WHAT YOU WILL DO: The lines to be copied are those below that contain "from".

Extracted records:
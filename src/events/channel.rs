//! Event channel implementation using crossbeam-channel.
//!
//! Provides a thread-safe way to send events from the scan worker
//! to any UI layer.

use crossbeam_channel::{bounded, unbounded, Receiver, Sender};

use super::Event;

/// Sends events from the scan worker.
///
/// This is a thin wrapper around crossbeam's Sender that can be
/// cloned and sent across threads.
#[derive(Clone)]
pub struct EventSender {
    inner: Sender<Event>,
}

impl EventSender {
    /// Send an event. Non-blocking if the channel isn't full.
    ///
    /// If the receiver is dropped, the event is silently discarded.
    /// This allows progress reporting to be optional.
    pub fn send(&self, event: Event) {
        let _ = self.inner.send(event);
    }
}

/// Receives events from the scan worker.
///
/// Used by UI layers to subscribe to progress updates.
pub struct EventReceiver {
    inner: Receiver<Event>,
}

impl EventReceiver {
    /// Block until the next event is received
    pub fn recv(&self) -> Option<Event> {
        self.inner.recv().ok()
    }

    /// Try to receive an event without blocking
    pub fn try_recv(&self) -> Option<Event> {
        self.inner.try_recv().ok()
    }

    /// Returns an iterator over received events
    pub fn iter(&self) -> impl Iterator<Item = Event> + '_ {
        self.inner.iter()
    }
}

/// Factory for event channels between the scan worker and UI layers.
pub struct EventChannel;

impl EventChannel {
    /// Create a new unbounded event channel.
    ///
    /// Use this for most cases - events are small and fast.
    pub fn new() -> (EventSender, EventReceiver) {
        let (sender, receiver) = unbounded();
        (
            EventSender { inner: sender },
            EventReceiver { inner: receiver },
        )
    }

    /// Create a bounded event channel with the specified capacity.
    ///
    /// Use this if you need backpressure (e.g., a slow consumer that can't
    /// keep up with events).
    pub fn bounded(capacity: usize) -> (EventSender, EventReceiver) {
        let (sender, receiver) = bounded(capacity);
        (
            EventSender { inner: sender },
            EventReceiver { inner: receiver },
        )
    }
}

/// A no-op event sender for when you don't need progress reporting.
///
/// This is useful for tests or when running without a UI.
pub fn null_sender() -> EventSender {
    let (sender, _receiver) = EventChannel::new();
    sender
}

THE COMPLETED TASK:
//! Provides a thread-safe way to send events from the scan worker
/// Sends events from the scan worker.
/// Receives events from the scan worker.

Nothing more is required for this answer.